Our sensorimotor engagement with the world shapes our perceptions of the world. This is one of the main tenets of embodied cognition, a line of cognitive scientific investigation that promotes the inclusion of the constraints, opportunities, and affordances of the physical organism and its physical world. The project rejects the notion of the brain as a "central processor" controlling an organism’s actions in favor of distributed decision making that's embedded in the organism's biology — or even in some framework of the environment itself. Embodied cognition thus extends the project of connectionism, with its distributed knowledge structure, but adds the restriction of biological and evolutionary realism.

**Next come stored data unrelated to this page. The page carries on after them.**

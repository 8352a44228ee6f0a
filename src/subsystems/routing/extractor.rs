//! Context extractor: pulls trip fields out of a free-text request.

use regex::Regex;
use tracing::debug;

use crate::error::AppError;
use crate::subsystems::memory::{ContextMap, TravelMemory};
use crate::subsystems::tools::title_case;

/// Cities recognised as destinations, checked in this order.
pub const KNOWN_DESTINATIONS: &[&str] = &[
    "paris", "london", "tokyo", "new york", "rome", "barcelona",
    "amsterdam", "berlin", "prague", "vienna", "budapest", "lisbon",
    "dublin", "edinburgh", "venice", "florence", "milan", "madrid",
    "athens", "istanbul", "dubai", "singapore", "hong kong", "sydney",
    "los angeles", "san francisco", "chicago", "washington dc", "boston",
    "mumbai", "delhi", "bangalore", "bangkok", "seoul", "beijing",
];

const DATE_PATTERNS: &[&str] = &[
    r"\d{4}-\d{2}-\d{2}",
    r"\d{1,2}/\d{1,2}/\d{4}",
    r"(?:january|february|march|april|may|june|july|august|september|october|november|december)\s+\d{1,2}",
    r"(?:jan|feb|mar|apr|may|jun|jul|aug|sep|oct|nov|dec)\s+\d{1,2}",
];

const DURATION_PATTERNS: &[&str] = &[
    r"(\d+)(?:\s+|-)days?",
    r"(\d+)(?:\s+|-)weeks?",
    r"(\d+)(?:\s+|-)months?",
];

const TRAVELER_PATTERNS: &[&str] = &[
    r"(\d+)\s+people",
    r"(\d+)\s+travelers?",
    r"(\d+)\s+persons?",
    r"group\s+of\s+(\d+)",
];

/// Tier → keywords, checked in this order; first hit wins.
const BUDGET_TIERS: &[(&str, &[&str])] = &[
    ("luxury", &["luxury", "premium", "high-end", "expensive"]),
    ("medium", &["medium", "moderate", "mid-range", "reasonable"]),
    ("budget", &["budget", "cheap", "affordable", "low cost"]),
];

/// Pattern-based extractor. Patterns are compiled once at construction.
#[derive(Debug, Clone)]
pub struct ContextExtractor {
    dates: Vec<Regex>,
    durations: Vec<Regex>,
    travelers: Vec<Regex>,
}

fn compile(patterns: &[&str]) -> Result<Vec<Regex>, AppError> {
    patterns.iter().map(|p| Regex::new(p).map_err(AppError::from)).collect()
}

/// First capture group of the first pattern that matches, as an integer.
fn first_number(patterns: &[Regex], text: &str) -> Option<i64> {
    patterns
        .iter()
        .find_map(|re| re.captures(text))
        .and_then(|caps| caps.get(1))
        .and_then(|m| m.as_str().parse().ok())
}

impl ContextExtractor {
    pub fn new() -> Result<Self, AppError> {
        Ok(Self {
            dates: compile(DATE_PATTERNS)?,
            durations: compile(DURATION_PATTERNS)?,
            travelers: compile(TRAVELER_PATTERNS)?,
        })
    }

    /// Fields found in `request` alone.
    pub fn extract_request(&self, request: &str) -> ContextMap {
        let lowered = request.to_lowercase();
        let mut context = ContextMap::new();

        if let Some(city) = KNOWN_DESTINATIONS.iter().find(|c| lowered.contains(*c)) {
            context.set("destination", title_case(city));
        }

        if let Some(m) = self.dates.iter().find_map(|re| re.find(&lowered)) {
            context.set("travel_date", m.as_str());
        }

        if let Some(days) = first_number(&self.durations, &lowered) {
            context.set("duration", days);
        }

        if let Some((tier, _)) = BUDGET_TIERS
            .iter()
            .find(|(_, keywords)| keywords.iter().any(|kw| lowered.contains(kw)))
        {
            context.set("budget_level", *tier);
        }

        if let Some(n) = first_number(&self.travelers, &lowered) {
            context.set("travelers", n);
        }

        context
    }

    /// Request fields, then the stored travel context, then user
    /// preferences; later sources overwrite earlier ones.
    pub fn extract(&self, request: &str, memory: &TravelMemory) -> ContextMap {
        let mut context = self.extract_request(request);
        context.merge(memory.travel_context());
        context.merge(memory.user_preferences());
        debug!(fields = context.len(), "extractor: context built");
        context
    }
}

#[cfg(test)]
mod tests {
    use super::*;

    fn extractor() -> ContextExtractor {
        ContextExtractor::new().unwrap()
    }

    #[test]
    fn full_request_extracts_all_fields() {
        let ctx = extractor().extract_request(
            "Plan a 5-day trip to Paris in June for 2 people with medium budget",
        );
        assert_eq!(ctx.get_str("destination"), Some("Paris"));
        assert_eq!(ctx.get_int("duration"), Some(5));
        assert_eq!(ctx.get_int("travelers"), Some(2));
        assert_eq!(ctx.get_str("budget_level"), Some("medium"));
        assert!(!ctx.contains_key("travel_date"));
    }

    #[test]
    fn multi_word_city_is_title_cased() {
        let ctx = extractor().extract_request("flights to NEW YORK");
        assert_eq!(ctx.get_str("destination"), Some("New York"));
    }

    #[test]
    fn first_city_in_list_order_wins() {
        // "london" precedes "tokyo" in the list regardless of request order.
        let ctx = extractor().extract_request("tokyo or london?");
        assert_eq!(ctx.get_str("destination"), Some("London"));
    }

    #[test]
    fn date_patterns_in_priority_order() {
        let e = extractor();
        assert_eq!(e.extract_request("leaving 2025-07-01").get_str("travel_date"), Some("2025-07-01"));
        assert_eq!(e.extract_request("on 7/4/2025").get_str("travel_date"), Some("7/4/2025"));
        assert_eq!(e.extract_request("around March 15").get_str("travel_date"), Some("march 15"));
        assert_eq!(e.extract_request("around Sep 3").get_str("travel_date"), Some("sep 3"));
    }

    #[test]
    fn weeks_keep_the_number_only() {
        let ctx = extractor().extract_request("2 weeks in Rome");
        assert_eq!(ctx.get_int("duration"), Some(2));
    }

    #[test]
    fn luxury_tier_beats_budget_keyword() {
        let ctx = extractor().extract_request("luxury hotel, what budget?");
        assert_eq!(ctx.get_str("budget_level"), Some("luxury"));
        let ctx = extractor().extract_request("something cheap");
        assert_eq!(ctx.get_str("budget_level"), Some("budget"));
    }

    #[test]
    fn group_of_travelers() {
        let ctx = extractor().extract_request("a group of 6 friends");
        assert_eq!(ctx.get_int("travelers"), Some(6));
    }

    #[test]
    fn nothing_found_is_empty() {
        assert!(extractor().extract_request("hello there").is_empty());
    }

    #[test]
    fn memory_overrides_request() {
        let mut memory = TravelMemory::new();
        let mut travel = ContextMap::new();
        travel.set("destination", "Lisbon");
        travel.set("season", "summer");
        memory.set_travel_context(&travel);
        let mut prefs = ContextMap::new();
        prefs.set("destination", "Tokyo");
        memory.update_user_preferences(&prefs);

        let ctx = extractor().extract("3 days in Paris", &memory);
        assert_eq!(ctx.get_str("destination"), Some("Tokyo"));
        assert_eq!(ctx.get_str("season"), Some("summer"));
        assert_eq!(ctx.get_int("duration"), Some(3));
    }
}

It strikes me this approach is on the right track. Embodied cognition goes beyond a rejection of Cartesian mind/body dualism, extending the inquiry into ways our perceptions are shaped by — and shape — the world. The experience of moving my hand, or casting my eyes across a scene, changes my perception of myself in the scene, thus changing the scene itself. Recursive? Maybe, but acknowleding the role that the sensing organism plays in the sensing itself is important and, for some reason, new.
"The content of your tactile experience is enacted by your exploratory hand movements... Vision acquires content in exactly this way. You aren’t given the visual world all at once. You are in the world, and through skillful visual probing... you bring yourself into contact with it... Vision is touch-like. Like touch, vision is active... You enact your perceptual content, through the activity of skillful looking."